WHAT TO PRODUCE:
Output the data word for word. Begin at its first line and end at the line with "let b = Board::new(4);".

RAW DATA:
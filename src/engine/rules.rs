//! Terminal-condition checks. All functions look at physical cells and
//! ignore the board's viewing perspective.

use super::board::Board;

/// True if at least one cell is empty.
pub fn empty_space_exists(board: &Board) -> bool {
    board.count_empty() > 0
}

/// True if any tile holds `max_piece`.
pub fn max_tile_exists(board: &Board, max_piece: u32) -> bool {
    board.tiles().any(|t| t.value() == max_piece)
}

/// True if some tilt could still change the board: either a cell is empty,
/// or two horizontally or vertically adjacent tiles share a value.
pub fn at_least_one_move_exists(board: &Board) -> bool {
    if empty_space_exists(board) {
        return true;
    }
    let size = board.size();
    let value = |col: usize, row: usize| board.physical(col, row).map(|t| t.value());
    for col in 0..size {
        for row in 0..size {
            let current = value(col, row);
            if col + 1 < size && value(col + 1, row) == current {
                return true;
            }
            if row + 1 < size && value(col, row + 1) == current {
                return true;
            }
        }
    }
    false
}

/// Game over: the max piece was reached or nothing can move.
pub fn is_game_over(board: &Board, max_piece: u32) -> bool {
    max_tile_exists(board, max_piece) || !at_least_one_move_exists(board)
}

#[cfg(test)]
mod tests {
    use super::*;

    fn board(raw: &[Vec<u32>]) -> Board {
        Board::from_values(raw).unwrap()
    }

    #[test]
    fn empty_board_has_moves() {
        let b = Board::new(4);
        assert!(empty_space_exists(&b));
        assert!(at_least_one_move_exists(&b));
        assert!(!is_game_over(&b, 2048));
    }

    #[test]
    fn full_board_without_pairs_is_over() {
        let b = board(&[
            vec![2, 4, 2, 4],
            vec![4, 2, 4, 2],
            vec![2, 4, 2, 4],
            vec![4, 2, 4, 2],
        ]);
        assert!(!empty_space_exists(&b));
        assert!(!at_least_one_move_exists(&b));
        assert!(is_game_over(&b, 2048));
    }

    #[test]
    fn horizontal_pair_is_a_move() {
        let b = board(&[
            vec![2, 4, 2, 4],
            vec![4, 2, 4, 2],
            vec![2, 4, 2, 4],
            vec![4, 2, 8, 8],
        ]);
        assert!(at_least_one_move_exists(&b));
        assert!(!is_game_over(&b, 2048));
    }

    #[test]
    fn vertical_pair_on_last_column_is_a_move() {
        let b = board(&[
            vec![2, 4, 2, 16],
            vec![4, 2, 4, 16],
            vec![2, 4, 2, 4],
            vec![4, 2, 4, 2],
        ]);
        assert!(at_least_one_move_exists(&b));
    }

    #[test]
    fn max_piece_ends_game_regardless_of_moves() {
        let b = board(&[
            vec![0, 0, 0, 0],
            vec![0, 2048, 0, 0],
            vec![0, 0, 0, 0],
            vec![0, 0, 0, 2],
        ]);
        assert!(max_tile_exists(&b, 2048));
        assert!(at_least_one_move_exists(&b));
        assert!(is_game_over(&b, 2048));
        assert!(!is_game_over(&b, 4096));
    }
}
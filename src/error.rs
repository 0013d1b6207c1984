use thiserror::Error;

/// Precondition violations reported by the board and model.
#[derive(Error, Debug, Clone, PartialEq, Eq)]
pub enum EngineError {
    #[error("cell ({col}, {row}) is already occupied")]
    Occupied { col: usize, row: usize },
    #[error("cell ({col}, {row}) is outside a {size}x{size} board")]
    OutOfBounds { col: usize, row: usize, size: usize },
    #[error("tile value {0} is not a power of two >= 2")]
    InvalidValue(u32),
    #[error("layout row {row} has {found} cells, expected {expected}")]
    RaggedLayout {
        expected: usize,
        row: usize,
        found: usize,
    },
    #[error("invalid config: {0}")]
    InvalidConfig(String),
}
use std::fmt;
use std::str::FromStr;

/// A direction to tilt the board toward.
///
/// Each side doubles as a viewing perspective: seen from `side`, logical
/// "north" (increasing row) points toward that side of the physical board.
/// This lets a single north-tilt routine serve all four directions.
#[derive(Debug, Clone, Copy, PartialEq, Eq, Hash)]
pub enum Side {
    North,
    East,
    South,
    West,
}

impl Side {
    pub const ALL: [Side; 4] = [Side::North, Side::East, Side::South, Side::West];

    // (col0, row0, dcol, drow): origin corner flags and the physical step
    // taken when the logical row increases.
    #[inline]
    fn params(self) -> (usize, usize, isize, isize) {
        match self {
            Side::North => (0, 0, 0, 1),
            Side::East => (0, 1, 1, 0),
            Side::South => (1, 1, 0, -1),
            Side::West => (1, 0, -1, 0),
        }
    }

    /// Physical column of logical `(col, row)` viewed from this side.
    #[inline]
    pub fn col(self, col: usize, row: usize, size: usize) -> usize {
        let (col0, _, dcol, drow) = self.params();
        let last = (size - 1) as isize;
        let c = col0 as isize * last + col as isize * drow + row as isize * dcol;
        c as usize
    }

    /// Physical row of logical `(col, row)` viewed from this side.
    #[inline]
    pub fn row(self, col: usize, row: usize, size: usize) -> usize {
        let (_, row0, dcol, drow) = self.params();
        let last = (size - 1) as isize;
        let r = row0 as isize * last - col as isize * dcol + row as isize * drow;
        r as usize
    }

    /// The side whose transform undoes this one.
    pub fn inverse(self) -> Side {
        match self {
            Side::North => Side::North,
            Side::South => Side::South,
            Side::East => Side::West,
            Side::West => Side::East,
        }
    }

    pub fn opposite(self) -> Side {
        match self {
            Side::North => Side::South,
            Side::South => Side::North,
            Side::East => Side::West,
            Side::West => Side::East,
        }
    }
}

impl fmt::Display for Side {
    fn fmt(&self, f: &mut fmt::Formatter<'_>) -> fmt::Result {
        let s = match self {
            Side::North => "north",
            Side::East => "east",
            Side::South => "south",
            Side::West => "west",
        };
        f.write_str(s)
    }
}

#[derive(thiserror::Error, Debug, Clone, PartialEq, Eq)]
#[error("unknown direction: {0:?}")]
pub struct ParseSideError(pub String);

impl FromStr for Side {
    type Err = ParseSideError;

    fn from_str(s: &str) -> Result<Self, Self::Err> {
        match s.trim().to_ascii_lowercase().as_str() {
            "n" | "north" | "up" => Ok(Side::North),
            "e" | "east" | "right" => Ok(Side::East),
            "s" | "south" | "down" => Ok(Side::South),
            "w" | "west" | "left" => Ok(Side::West),
            _ => Err(ParseSideError(s.to_string())),
        }
    }
}
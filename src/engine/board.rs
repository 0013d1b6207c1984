use std::fmt;

use super::side::Side;
use super::tile::Tile;
use crate::error::EngineError;

/// Square grid of optional tiles with a switchable viewing perspective.
///
/// Coordinates passed to and returned from the public methods are logical,
/// i.e. relative to the current perspective; with the default `Side::North`
/// they equal physical coordinates, `(0, 0)` being the lower-left cell.
/// Stored tiles always carry their physical coordinates.
#[derive(Clone, PartialEq, Eq, Hash)]
pub struct Board {
    size: usize,
    cells: Vec<Option<Tile>>,
    viewing: Side,
}

impl Board {
    /// An empty `size x size` board.
    pub fn new(size: usize) -> Self {
        Board {
            size,
            cells: vec![None; size * size],
            viewing: Side::North,
        }
    }

    /// Build a board from raw values, top row first, `0` meaning empty.
    ///
    /// ```
    /// use tilt_2048::engine::Board;
    /// let b = Board::from_values(&[
    ///     vec![0, 0, 0, 2],
    ///     vec![0, 0, 0, 0],
    ///     vec![0, 0, 0, 0],
    ///     vec![4, 0, 0, 0],
    /// ]).unwrap();
    /// assert_eq!(b.tile(3, 3).map(|t| t.value()), Some(2));
    /// assert_eq!(b.tile(0, 0).map(|t| t.value()), Some(4));
    /// ```
    pub fn from_values(raw: &[Vec<u32>]) -> Result<Self, EngineError> {
        let size = raw.len();
        let mut board = Board::new(size);
        for (i, line) in raw.iter().enumerate() {
            if line.len() != size {
                return Err(EngineError::RaggedLayout {
                    expected: size,
                    row: i,
                    found: line.len(),
                });
            }
            let row = size - 1 - i;
            for (col, &value) in line.iter().enumerate() {
                if value != 0 {
                    board.add_tile(Tile::create(value, col, row))?;
                }
            }
        }
        Ok(board)
    }

    #[inline]
    pub fn size(&self) -> usize {
        self.size
    }

    #[inline]
    pub fn viewing(&self) -> Side {
        self.viewing
    }

    /// View the board from `side` until the next call.
    pub fn set_viewing_perspective(&mut self, side: Side) {
        self.viewing = side;
    }

    #[inline]
    fn index(&self, col: usize, row: usize) -> usize {
        let pc = self.viewing.col(col, row, self.size);
        let pr = self.viewing.row(col, row, self.size);
        pr * self.size + pc
    }

    fn check_bounds(&self, col: usize, row: usize) -> Result<(), EngineError> {
        if col >= self.size || row >= self.size {
            return Err(EngineError::OutOfBounds {
                col,
                row,
                size: self.size,
            });
        }
        Ok(())
    }

    /// The tile at logical `(col, row)`, re-expressed in logical coordinates.
    ///
    /// Panics if the coordinates are off the board.
    pub fn tile(&self, col: usize, row: usize) -> Option<Tile> {
        assert!(
            col < self.size && row < self.size,
            "({col}, {row}) outside {0}x{0} board",
            self.size
        );
        self.cells[self.index(col, row)].map(|t| t.moved_to(col, row))
    }

    /// Insert `tile` at its logical position. The cell must be empty.
    pub fn add_tile(&mut self, tile: Tile) -> Result<(), EngineError> {
        let (col, row) = (tile.col(), tile.row());
        self.check_bounds(col, row)?;
        if !Tile::is_valid_value(tile.value()) {
            return Err(EngineError::InvalidValue(tile.value()));
        }
        let idx = self.index(col, row);
        if self.cells[idx].is_some() {
            return Err(EngineError::Occupied { col, row });
        }
        let physical = tile.moved_to(idx % self.size, idx / self.size);
        self.cells[idx] = Some(physical);
        Ok(())
    }

    /// Remove every tile and restore the default perspective.
    pub fn clear(&mut self) {
        self.cells.iter_mut().for_each(|c| *c = None);
        self.viewing = Side::North;
    }

    /// Tiles of logical column `col`, from the north edge southward, gaps removed.
    pub fn column(&self, col: usize) -> Vec<Tile> {
        (0..self.size)
            .rev()
            .filter_map(|row| self.tile(col, row))
            .collect()
    }

    /// Replace logical column `col` with `tiles` (logical coordinates).
    pub(crate) fn set_column(&mut self, col: usize, tiles: &[Tile]) {
        for row in 0..self.size {
            let idx = self.index(col, row);
            self.cells[idx] = None;
        }
        for tile in tiles {
            debug_assert_eq!(tile.col(), col);
            let idx = self.index(col, tile.row());
            debug_assert!(self.cells[idx].is_none(), "two tiles resting in one cell");
            self.cells[idx] = Some(tile.moved_to(idx % self.size, idx / self.size));
        }
    }

    /// All tiles in physical coordinates, row-major from the bottom row.
    pub fn tiles(&self) -> impl Iterator<Item = Tile> + '_ {
        self.cells.iter().filter_map(|c| *c)
    }

    /// Count the number of empty cells.
    pub fn count_empty(&self) -> usize {
        self.cells.iter().filter(|c| c.is_none()).count()
    }

    /// Highest tile value present, `0` on an empty board.
    pub fn highest_tile(&self) -> u32 {
        self.tiles().map(|t| t.value()).max().unwrap_or(0)
    }

    /// Physical lookup, ignoring the perspective.
    #[inline]
    pub(crate) fn physical(&self, col: usize, row: usize) -> Option<Tile> {
        self.cells[row * self.size + col]
    }
}

impl fmt::Debug for Board {
    fn fmt(&self, f: &mut fmt::Formatter<'_>) -> fmt::Result {
        write!(f, "Board({}x{}, viewing {}){}", self.size, self.size, self.viewing, self)
    }
}

/// Rows from the top down, each cell right-aligned in four columns.
impl fmt::Display for Board {
    fn fmt(&self, f: &mut fmt::Formatter<'_>) -> fmt::Result {
        for row in (0..self.size).rev() {
            for col in 0..self.size {
                match self.physical(col, row) {
                    Some(t) => write!(f, "|{:4}", t.value())?,
                    None => f.write_str("|    ")?,
                }
            }
            writeln!(f, "|")?;
        }
        Ok(())
    }
}
//! Floodgate CLI - resilience gateway in front of a document store.

use anyhow::Result;
use clap::{Parser, Subcommand};
use floodgate_core::config::{LogFormat, MonitoringConfig};
use floodgate_core::{Config, Error as CoreError, StoreError};
use std::path::PathBuf;
use tracing_subscriber::{fmt, prelude::*, EnvFilter};

/// Exit codes for CLI operations.
///
/// Following Unix conventions:
/// - 0: Success
/// - 1-127: Application errors
/// - 128+N: Signal N received (e.g., 130 = SIGINT)
#[repr(i32)]
#[derive(Debug, Clone, Copy, PartialEq, Eq)]
pub enum ExitCode {
    /// Successful execution
    Success = 0,
    /// Configuration error (unreadable file, bad TOML, failed validation)
    ConfigError = 1,
    /// Document store error
    StoreError = 2,
    /// General runtime error
    RuntimeError = 10,
    /// Signal interrupt (SIGINT = 2, so 128 + 2 = 130)
    SignalInterrupt = 130,
}

impl ExitCode {
    /// Map an error to an exit code, by type where possible and by message
    /// otherwise.
    fn from_error(error: &anyhow::Error) -> Self {
        if let Some(core) = error.downcast_ref::<CoreError>() {
            return match core {
                CoreError::Config(_) | CoreError::Serialization(_) => ExitCode::ConfigError,
                CoreError::Store(_) => ExitCode::StoreError,
                CoreError::Shutdown => ExitCode::SignalInterrupt,
                CoreError::Io(_) => ExitCode::RuntimeError,
            };
        }
        if error.downcast_ref::<StoreError>().is_some() {
            return ExitCode::StoreError;
        }

        let error_str = error.to_string().to_lowercase();
        if error_str.contains("config") || error_str.contains("toml") {
            ExitCode::ConfigError
        } else if error_str.contains("store") {
            ExitCode::StoreError
        } else {
            ExitCode::RuntimeError
        }
    }
}

mod commands;
mod server;

#[derive(Parser)]
#[command(name = "floodgate")]
#[command(about = "Rate limiting, caching and write batching in front of a document store", long_about = None)]
#[command(version)]
struct Cli {
    #[command(subcommand)]
    command: Commands,

    /// Path to configuration file
    #[arg(short, long, global = true, env = "FLOODGATE_CONFIG")]
    config: Option<PathBuf>,

    /// Enable verbose logging (-v for debug, -vv for trace)
    #[arg(short, long, global = true, action = clap::ArgAction::Count)]
    verbose: u8,
}

#[derive(Subcommand)]
enum Commands {
    /// Run the HTTP gateway
    Serve {
        /// Override the listen port
        #[arg(long)]
        port: Option<u16>,
    },

    /// Show health and metrics of a running gateway
    Status {
        /// Gateway base URL
        #[arg(long, default_value = "http://localhost:8080")]
        url: String,
    },

    /// Validate configuration file
    Validate,
}

#[tokio::main]
async fn main() {
    let exit_code = run_cli().await;
    std::process::exit(exit_code as i32);
}

async fn run_cli() -> ExitCode {
    let cli = Cli::parse();

    // Logging settings come from the config file when it parses; a broken
    // file is reported later by the command itself.
    let monitoring = cli
        .config
        .as_deref()
        .and_then(|path| Config::from_file(path).ok())
        .map(|config| config.monitoring)
        .unwrap_or_default();
    init_logging(&monitoring, cli.verbose);

    match execute_command(cli).await {
        Ok(()) => ExitCode::Success,
        Err(e) => {
            tracing::error!(error = %e, "Command failed");
            ExitCode::from_error(&e)
        }
    }
}

fn init_logging(monitoring: &MonitoringConfig, verbose: u8) {
    let filter = if std::env::var("RUST_LOG").is_ok() {
        EnvFilter::from_default_env()
    } else {
        match verbose {
            0 => EnvFilter::new(monitoring.log_level.as_directive()),
            1 => EnvFilter::new("debug"),
            _ => EnvFilter::new("trace"),
        }
    };

    match monitoring.log_format {
        LogFormat::Json => {
            tracing_subscriber::registry()
                .with(fmt::layer().json())
                .with(filter)
                .init();
        }
        LogFormat::Text => {
            tracing_subscriber::registry()
                .with(fmt::layer())
                .with(filter)
                .init();
        }
    }
}

async fn execute_command(cli: Cli) -> Result<()> {
    match cli.command {
        Commands::Serve { port } => {
            let config = load_config(cli.config.as_deref())?;
            commands::serve::run(config, port).await?;
        }

        Commands::Status { url } => {
            commands::status::run(&url).await?;
        }

        Commands::Validate => {
            let config = load_config(cli.config.as_deref())?;
            config.validate()?;
            println!("Configuration is valid");
        }
    }

    Ok(())
}

/// Load the config file, or defaults when none was given.
fn load_config(path: Option<&std::path::Path>) -> Result<Config> {
    match path {
        Some(path) => Ok(Config::from_file(path)?),
        None => {
            tracing::info!("No config file given, using defaults");
            Ok(Config::default())
        }
    }
}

REPLY TO THE EXERCISE:
filename src/engine/rules.rs
//! Terminal-condition checks. All functions look at physical cells and
//! ignore the board's viewing perspective.

use super::board::Board;

/// True if at least one cell is empty.
pub fn empty_space_exists(board: &Board) -> bool {
    board.count_empty() > 0
}

/// True if any tile holds `max_piece`.
pub fn max_tile_exists(board: &Board, max_piece: u32) -> bool {
    board.tiles().any(|t| t.value() == max_piece)
}

/// True if some tilt could still change the board: either a cell is empty,
/// or two horizontally or vertically adjacent tiles share a value.
pub fn at_least_one_move_exists(board: &Board) -> bool {
    if empty_space_exists(board) {
        return true;
    }
    let size = board.size();
    let value = |col: usize, row: usize| board.physical(col, row).map(|t| t.value());
    for col in 0..size {
        for row in 0..size {
            let current = value(col, row);
            if col + 1 < size && value(col + 1, row) == current {
                return true;
            }
            if row + 1 < size && value(col, row + 1) == current {
                return true;
            }
        }
    }
    false
}

/// Game over: the max piece was reached or nothing can move.
pub fn is_game_over(board: &Board, max_piece: u32) -> bool {
    max_tile_exists(board, max_piece) || !at_least_one_move_exists(board)
}

#[cfg(test)]
mod tests {
    use super::*;

    fn board(raw: &[Vec<u32>]) -> Board {
        Board::from_values(raw).unwrap()
    }

    #[test]
    fn empty_board_has_moves() {
        let b = Board::new(4);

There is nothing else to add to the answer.